* [Available data]
*** Block opens ***

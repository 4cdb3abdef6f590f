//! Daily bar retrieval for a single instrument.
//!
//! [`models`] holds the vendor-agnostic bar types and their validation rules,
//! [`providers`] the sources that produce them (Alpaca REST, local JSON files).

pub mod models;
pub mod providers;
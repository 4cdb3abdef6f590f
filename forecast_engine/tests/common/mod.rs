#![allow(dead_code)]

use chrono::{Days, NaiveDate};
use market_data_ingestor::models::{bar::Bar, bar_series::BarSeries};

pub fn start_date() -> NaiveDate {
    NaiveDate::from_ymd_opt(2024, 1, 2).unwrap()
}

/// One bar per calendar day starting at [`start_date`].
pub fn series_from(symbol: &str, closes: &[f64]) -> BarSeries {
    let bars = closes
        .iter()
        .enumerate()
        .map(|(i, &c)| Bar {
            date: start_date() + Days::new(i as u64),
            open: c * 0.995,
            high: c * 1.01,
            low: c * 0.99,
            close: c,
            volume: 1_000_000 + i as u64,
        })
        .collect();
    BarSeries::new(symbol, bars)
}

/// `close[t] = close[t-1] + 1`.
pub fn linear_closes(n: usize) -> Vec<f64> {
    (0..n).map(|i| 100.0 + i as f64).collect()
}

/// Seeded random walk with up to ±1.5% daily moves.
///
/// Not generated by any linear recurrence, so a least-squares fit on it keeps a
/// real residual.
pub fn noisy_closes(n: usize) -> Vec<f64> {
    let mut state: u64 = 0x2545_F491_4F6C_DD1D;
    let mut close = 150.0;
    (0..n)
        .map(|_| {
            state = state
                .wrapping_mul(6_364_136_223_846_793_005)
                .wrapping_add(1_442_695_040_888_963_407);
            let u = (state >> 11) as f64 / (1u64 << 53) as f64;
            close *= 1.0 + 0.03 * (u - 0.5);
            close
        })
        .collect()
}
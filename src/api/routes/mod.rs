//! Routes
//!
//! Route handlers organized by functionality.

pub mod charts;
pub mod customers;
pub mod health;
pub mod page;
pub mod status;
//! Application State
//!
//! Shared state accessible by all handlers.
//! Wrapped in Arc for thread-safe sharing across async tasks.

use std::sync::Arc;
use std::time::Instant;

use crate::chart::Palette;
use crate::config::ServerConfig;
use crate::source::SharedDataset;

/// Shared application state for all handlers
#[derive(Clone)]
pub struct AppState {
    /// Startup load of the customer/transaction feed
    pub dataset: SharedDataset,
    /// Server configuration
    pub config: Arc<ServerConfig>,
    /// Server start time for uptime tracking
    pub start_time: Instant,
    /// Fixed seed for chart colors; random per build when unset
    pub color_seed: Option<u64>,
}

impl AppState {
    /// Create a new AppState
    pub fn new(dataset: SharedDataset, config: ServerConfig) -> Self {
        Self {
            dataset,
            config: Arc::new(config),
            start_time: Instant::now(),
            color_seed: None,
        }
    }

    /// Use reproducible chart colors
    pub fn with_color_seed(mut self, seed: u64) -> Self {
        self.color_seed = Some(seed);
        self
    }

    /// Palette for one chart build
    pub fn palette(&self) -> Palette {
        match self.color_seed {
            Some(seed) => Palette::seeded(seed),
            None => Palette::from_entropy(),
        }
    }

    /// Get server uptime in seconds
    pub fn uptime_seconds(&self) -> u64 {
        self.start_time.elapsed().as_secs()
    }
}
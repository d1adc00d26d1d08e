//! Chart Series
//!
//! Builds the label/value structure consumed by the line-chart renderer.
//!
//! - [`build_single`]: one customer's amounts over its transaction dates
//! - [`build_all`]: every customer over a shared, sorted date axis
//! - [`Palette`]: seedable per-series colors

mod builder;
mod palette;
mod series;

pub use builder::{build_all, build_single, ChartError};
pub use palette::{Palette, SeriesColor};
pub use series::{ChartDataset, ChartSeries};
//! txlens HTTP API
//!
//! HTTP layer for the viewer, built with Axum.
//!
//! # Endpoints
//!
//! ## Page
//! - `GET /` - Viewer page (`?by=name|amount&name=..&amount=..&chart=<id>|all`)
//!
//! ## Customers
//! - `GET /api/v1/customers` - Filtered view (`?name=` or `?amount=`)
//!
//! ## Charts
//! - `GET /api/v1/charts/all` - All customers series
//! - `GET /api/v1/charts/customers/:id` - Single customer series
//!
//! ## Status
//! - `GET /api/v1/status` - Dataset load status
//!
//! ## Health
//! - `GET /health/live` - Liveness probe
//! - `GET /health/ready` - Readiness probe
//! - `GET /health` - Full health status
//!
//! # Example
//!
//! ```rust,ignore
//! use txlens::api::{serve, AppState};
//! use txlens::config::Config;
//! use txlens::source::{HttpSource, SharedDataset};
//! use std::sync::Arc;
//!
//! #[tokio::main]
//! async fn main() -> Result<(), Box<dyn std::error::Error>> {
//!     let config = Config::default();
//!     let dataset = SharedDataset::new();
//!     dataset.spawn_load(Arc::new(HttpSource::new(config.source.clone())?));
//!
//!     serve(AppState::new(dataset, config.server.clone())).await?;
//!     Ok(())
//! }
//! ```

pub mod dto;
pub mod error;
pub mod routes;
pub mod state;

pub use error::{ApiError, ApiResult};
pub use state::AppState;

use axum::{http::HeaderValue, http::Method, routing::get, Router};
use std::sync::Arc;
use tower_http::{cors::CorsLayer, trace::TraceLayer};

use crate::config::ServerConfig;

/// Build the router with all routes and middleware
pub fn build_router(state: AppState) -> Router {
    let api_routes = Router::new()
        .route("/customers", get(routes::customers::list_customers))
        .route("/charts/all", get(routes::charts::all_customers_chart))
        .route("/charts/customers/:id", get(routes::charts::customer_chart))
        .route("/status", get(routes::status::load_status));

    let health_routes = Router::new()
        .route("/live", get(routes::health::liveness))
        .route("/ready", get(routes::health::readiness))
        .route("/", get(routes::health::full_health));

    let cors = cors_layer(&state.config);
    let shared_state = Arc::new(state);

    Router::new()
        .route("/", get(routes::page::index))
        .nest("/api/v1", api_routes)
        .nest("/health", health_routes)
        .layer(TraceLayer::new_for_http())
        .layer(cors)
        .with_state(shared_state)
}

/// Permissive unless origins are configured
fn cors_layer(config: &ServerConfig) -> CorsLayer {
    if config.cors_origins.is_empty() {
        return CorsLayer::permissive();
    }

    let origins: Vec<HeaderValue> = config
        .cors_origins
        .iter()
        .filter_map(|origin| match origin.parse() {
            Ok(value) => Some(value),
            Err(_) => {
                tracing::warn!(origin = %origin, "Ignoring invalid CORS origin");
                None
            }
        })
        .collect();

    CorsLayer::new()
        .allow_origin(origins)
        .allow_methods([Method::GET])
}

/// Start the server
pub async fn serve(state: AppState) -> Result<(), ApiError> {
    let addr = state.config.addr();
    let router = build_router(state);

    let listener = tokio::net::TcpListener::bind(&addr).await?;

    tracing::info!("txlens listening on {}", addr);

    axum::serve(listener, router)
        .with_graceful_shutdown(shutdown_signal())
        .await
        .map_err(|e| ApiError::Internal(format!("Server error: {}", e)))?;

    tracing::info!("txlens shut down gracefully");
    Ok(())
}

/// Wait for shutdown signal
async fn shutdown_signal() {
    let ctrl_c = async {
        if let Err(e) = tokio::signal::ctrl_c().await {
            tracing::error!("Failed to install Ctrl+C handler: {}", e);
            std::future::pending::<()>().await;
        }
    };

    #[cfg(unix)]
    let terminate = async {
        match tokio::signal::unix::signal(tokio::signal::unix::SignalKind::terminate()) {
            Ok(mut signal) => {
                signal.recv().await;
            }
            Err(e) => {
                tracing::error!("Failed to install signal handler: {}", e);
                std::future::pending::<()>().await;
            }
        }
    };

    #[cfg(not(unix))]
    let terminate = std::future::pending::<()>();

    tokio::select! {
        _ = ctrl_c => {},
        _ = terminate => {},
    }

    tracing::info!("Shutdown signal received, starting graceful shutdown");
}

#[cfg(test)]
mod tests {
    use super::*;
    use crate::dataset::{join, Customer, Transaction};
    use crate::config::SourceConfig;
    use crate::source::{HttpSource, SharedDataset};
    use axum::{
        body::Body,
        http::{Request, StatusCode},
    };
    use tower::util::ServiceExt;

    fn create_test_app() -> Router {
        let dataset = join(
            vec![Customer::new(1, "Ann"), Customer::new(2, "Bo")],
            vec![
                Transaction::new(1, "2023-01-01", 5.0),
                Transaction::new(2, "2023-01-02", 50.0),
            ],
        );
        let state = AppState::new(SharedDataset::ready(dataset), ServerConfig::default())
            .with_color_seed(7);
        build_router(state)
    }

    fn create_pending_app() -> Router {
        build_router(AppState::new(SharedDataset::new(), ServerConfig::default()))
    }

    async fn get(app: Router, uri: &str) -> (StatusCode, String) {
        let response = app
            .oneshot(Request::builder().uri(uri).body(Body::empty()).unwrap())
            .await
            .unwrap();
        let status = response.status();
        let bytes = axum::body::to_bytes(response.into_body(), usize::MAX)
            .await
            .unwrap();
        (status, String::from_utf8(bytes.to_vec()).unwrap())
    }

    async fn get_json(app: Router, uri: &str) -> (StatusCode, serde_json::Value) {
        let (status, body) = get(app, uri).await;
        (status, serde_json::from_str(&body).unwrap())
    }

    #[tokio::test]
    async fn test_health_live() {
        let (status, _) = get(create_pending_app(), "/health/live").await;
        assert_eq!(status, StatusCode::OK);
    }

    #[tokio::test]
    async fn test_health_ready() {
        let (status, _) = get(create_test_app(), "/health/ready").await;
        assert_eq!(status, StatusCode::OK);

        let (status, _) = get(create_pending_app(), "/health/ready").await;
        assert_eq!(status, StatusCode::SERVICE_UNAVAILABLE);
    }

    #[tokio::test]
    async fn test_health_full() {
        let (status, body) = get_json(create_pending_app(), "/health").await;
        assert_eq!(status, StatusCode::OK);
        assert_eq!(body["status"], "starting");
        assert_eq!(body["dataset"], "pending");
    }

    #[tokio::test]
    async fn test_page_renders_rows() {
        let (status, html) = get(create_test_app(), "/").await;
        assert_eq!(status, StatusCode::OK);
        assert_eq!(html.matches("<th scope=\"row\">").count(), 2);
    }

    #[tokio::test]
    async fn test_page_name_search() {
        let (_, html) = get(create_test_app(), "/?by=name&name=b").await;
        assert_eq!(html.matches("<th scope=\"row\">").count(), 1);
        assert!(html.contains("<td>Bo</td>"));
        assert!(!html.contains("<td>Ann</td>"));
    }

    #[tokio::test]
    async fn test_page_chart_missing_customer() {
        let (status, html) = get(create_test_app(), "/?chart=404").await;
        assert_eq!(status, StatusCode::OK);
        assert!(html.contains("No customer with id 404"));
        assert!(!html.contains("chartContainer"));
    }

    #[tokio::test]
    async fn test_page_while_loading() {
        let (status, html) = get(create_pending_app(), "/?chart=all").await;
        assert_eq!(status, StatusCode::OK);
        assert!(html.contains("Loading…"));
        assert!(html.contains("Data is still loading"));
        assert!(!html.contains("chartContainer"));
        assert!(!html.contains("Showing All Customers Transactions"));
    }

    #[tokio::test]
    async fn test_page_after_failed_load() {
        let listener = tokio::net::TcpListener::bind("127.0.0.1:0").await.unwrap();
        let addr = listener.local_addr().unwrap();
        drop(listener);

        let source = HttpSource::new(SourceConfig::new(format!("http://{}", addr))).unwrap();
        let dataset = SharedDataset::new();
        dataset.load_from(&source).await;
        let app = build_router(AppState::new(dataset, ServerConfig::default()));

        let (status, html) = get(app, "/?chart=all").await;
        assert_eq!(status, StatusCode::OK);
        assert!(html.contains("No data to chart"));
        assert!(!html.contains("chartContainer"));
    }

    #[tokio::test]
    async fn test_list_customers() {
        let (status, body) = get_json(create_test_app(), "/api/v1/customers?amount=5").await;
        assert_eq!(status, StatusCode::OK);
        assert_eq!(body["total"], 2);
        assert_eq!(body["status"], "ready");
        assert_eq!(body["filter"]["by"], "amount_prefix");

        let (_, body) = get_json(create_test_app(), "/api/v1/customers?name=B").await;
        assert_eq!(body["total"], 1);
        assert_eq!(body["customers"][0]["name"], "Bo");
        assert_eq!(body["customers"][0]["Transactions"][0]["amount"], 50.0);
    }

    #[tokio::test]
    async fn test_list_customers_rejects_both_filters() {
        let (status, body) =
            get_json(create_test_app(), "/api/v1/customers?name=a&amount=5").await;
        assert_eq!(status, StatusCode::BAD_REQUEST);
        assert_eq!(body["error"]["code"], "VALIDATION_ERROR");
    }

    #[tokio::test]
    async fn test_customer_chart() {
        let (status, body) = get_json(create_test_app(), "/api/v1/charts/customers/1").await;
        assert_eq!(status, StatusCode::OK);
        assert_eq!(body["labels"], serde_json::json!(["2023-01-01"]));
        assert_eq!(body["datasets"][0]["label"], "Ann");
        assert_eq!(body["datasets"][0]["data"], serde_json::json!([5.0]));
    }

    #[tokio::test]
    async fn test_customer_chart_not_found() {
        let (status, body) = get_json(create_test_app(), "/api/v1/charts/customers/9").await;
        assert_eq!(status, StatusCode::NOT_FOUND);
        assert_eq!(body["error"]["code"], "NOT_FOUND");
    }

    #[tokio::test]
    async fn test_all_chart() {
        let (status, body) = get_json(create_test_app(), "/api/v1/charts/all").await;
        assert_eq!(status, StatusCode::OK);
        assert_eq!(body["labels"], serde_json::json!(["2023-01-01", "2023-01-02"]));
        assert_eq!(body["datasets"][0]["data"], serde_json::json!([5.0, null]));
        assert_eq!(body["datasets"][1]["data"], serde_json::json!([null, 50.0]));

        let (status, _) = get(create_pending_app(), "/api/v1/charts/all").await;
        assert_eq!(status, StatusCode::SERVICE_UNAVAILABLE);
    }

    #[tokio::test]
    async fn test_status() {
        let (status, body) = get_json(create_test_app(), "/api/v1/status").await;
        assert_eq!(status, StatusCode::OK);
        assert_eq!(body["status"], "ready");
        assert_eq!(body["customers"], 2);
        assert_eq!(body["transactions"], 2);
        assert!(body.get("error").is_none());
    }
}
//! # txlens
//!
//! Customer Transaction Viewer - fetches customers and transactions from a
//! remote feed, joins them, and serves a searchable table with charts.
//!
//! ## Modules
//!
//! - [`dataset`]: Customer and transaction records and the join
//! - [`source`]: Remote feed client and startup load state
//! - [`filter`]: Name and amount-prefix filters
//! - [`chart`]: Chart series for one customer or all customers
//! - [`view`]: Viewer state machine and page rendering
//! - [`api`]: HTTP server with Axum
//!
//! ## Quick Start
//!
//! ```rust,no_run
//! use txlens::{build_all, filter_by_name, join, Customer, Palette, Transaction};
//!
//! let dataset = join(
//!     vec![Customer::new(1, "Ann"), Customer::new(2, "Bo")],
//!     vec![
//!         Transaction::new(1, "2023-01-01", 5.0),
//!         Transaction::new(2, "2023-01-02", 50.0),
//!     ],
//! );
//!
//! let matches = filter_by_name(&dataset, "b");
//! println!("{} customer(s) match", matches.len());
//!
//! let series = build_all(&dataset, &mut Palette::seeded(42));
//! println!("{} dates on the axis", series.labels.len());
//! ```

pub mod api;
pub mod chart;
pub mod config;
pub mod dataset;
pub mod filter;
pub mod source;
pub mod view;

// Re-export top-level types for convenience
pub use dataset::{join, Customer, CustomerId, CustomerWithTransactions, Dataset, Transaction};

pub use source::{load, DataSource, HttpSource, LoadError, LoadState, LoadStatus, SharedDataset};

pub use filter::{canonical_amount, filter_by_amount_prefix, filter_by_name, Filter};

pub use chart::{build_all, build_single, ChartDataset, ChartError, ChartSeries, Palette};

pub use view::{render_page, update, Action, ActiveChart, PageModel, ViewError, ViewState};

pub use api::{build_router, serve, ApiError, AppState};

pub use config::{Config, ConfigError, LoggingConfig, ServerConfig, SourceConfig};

*** Block closes ***

* [How to complete this task]
Determine how many lines above contain the word "models", then give the number by itself.

* [Answer below]
3